▶ DATA FOR THIS EXERCISE

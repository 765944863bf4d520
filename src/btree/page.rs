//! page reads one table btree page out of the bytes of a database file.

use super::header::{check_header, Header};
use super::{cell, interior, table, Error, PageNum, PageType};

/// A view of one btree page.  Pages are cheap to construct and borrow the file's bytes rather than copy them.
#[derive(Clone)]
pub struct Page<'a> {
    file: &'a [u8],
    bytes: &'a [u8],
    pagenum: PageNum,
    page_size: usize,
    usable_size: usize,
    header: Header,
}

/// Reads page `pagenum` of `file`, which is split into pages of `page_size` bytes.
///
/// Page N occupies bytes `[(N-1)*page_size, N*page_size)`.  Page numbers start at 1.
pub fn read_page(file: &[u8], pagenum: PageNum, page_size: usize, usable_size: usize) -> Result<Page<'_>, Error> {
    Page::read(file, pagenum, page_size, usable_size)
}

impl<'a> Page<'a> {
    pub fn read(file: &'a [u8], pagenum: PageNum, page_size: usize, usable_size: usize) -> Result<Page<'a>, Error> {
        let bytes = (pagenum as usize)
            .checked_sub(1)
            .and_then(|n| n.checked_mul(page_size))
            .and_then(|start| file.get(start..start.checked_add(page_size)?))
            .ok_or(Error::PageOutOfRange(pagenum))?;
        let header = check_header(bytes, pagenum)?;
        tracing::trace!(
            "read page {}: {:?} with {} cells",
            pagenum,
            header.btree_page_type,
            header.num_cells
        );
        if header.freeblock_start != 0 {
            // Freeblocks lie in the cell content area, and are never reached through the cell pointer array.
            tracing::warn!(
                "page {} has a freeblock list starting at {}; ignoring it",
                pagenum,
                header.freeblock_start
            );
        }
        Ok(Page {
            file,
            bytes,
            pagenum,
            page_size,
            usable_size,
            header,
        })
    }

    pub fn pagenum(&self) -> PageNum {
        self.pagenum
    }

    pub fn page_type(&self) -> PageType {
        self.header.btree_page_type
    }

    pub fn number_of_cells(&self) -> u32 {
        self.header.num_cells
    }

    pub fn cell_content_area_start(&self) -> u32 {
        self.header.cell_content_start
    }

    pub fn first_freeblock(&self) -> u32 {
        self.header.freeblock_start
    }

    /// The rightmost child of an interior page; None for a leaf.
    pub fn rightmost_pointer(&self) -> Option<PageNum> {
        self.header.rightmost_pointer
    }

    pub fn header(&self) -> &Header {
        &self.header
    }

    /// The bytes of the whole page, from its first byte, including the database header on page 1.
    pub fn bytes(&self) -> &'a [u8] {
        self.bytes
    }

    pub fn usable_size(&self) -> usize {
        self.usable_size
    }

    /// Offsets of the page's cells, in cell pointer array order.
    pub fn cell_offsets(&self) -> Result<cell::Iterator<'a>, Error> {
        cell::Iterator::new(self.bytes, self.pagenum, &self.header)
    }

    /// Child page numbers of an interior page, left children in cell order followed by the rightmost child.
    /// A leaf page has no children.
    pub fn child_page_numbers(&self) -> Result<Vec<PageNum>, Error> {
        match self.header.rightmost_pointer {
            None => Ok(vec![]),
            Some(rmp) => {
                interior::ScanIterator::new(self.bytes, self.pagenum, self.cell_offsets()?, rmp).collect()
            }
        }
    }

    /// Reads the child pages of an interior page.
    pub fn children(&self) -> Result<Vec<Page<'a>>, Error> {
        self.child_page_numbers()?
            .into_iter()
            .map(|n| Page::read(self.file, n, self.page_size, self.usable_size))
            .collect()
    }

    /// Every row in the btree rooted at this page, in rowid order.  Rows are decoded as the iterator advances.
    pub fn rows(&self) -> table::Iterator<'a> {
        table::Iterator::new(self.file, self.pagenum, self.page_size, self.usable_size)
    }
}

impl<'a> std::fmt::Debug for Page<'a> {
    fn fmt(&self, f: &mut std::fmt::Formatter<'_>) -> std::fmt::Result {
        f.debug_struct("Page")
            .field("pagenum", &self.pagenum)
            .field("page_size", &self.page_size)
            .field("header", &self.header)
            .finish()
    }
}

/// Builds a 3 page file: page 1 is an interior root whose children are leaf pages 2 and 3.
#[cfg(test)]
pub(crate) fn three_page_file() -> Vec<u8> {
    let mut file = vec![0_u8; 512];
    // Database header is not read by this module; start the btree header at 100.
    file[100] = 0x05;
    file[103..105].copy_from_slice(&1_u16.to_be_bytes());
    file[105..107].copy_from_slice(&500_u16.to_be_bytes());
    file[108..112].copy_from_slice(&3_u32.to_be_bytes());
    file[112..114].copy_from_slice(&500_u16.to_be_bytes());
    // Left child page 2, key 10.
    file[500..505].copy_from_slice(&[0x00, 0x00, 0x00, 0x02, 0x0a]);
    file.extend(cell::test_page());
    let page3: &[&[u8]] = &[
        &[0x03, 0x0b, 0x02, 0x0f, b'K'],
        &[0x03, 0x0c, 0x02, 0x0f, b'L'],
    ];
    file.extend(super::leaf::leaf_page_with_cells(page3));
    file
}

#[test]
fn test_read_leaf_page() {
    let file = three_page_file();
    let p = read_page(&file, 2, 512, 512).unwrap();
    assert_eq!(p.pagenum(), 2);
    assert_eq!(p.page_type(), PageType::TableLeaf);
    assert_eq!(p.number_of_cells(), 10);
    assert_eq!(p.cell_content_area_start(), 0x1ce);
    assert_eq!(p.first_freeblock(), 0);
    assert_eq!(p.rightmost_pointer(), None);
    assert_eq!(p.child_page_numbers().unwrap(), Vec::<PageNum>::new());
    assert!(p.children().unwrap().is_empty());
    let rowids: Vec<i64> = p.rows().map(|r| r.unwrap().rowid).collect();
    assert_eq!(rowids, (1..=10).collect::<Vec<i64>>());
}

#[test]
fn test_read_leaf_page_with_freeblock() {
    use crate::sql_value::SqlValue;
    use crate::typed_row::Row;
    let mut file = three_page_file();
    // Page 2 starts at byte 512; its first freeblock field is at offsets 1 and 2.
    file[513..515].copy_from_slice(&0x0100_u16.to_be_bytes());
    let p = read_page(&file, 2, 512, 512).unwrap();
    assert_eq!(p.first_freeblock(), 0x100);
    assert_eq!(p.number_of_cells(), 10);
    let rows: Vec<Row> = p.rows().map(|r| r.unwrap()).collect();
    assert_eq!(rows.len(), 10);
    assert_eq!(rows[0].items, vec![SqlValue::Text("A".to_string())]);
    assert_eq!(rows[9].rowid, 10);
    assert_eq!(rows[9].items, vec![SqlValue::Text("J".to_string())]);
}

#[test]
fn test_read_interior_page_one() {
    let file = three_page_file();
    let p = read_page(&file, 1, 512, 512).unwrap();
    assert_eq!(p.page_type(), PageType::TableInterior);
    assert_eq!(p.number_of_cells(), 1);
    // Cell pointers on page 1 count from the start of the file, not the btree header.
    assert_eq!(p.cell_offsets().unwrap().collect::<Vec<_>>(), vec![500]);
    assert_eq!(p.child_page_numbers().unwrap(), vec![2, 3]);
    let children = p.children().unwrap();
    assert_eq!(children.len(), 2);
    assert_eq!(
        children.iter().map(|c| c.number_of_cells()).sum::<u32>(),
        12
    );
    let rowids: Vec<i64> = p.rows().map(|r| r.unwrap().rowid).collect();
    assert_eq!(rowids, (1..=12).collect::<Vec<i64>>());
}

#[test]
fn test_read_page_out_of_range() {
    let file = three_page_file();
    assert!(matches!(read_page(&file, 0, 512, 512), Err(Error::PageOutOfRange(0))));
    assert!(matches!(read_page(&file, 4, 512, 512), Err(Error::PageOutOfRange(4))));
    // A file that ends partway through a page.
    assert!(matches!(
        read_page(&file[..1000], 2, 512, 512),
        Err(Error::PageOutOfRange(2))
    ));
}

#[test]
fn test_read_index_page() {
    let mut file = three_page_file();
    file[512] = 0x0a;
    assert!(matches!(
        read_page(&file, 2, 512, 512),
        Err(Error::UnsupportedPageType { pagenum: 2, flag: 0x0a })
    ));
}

▶ PROBLEM DESCRIPTION
Copy out every line of the data that includes "field".

▶ TASK SOLUTION
            .field("pagenum", &self.pagenum)
            .field("page_size", &self.page_size)
            .field("header", &self.header)
    // Page 2 starts at byte 512; its first freeblock field is at offsets 1 and 2.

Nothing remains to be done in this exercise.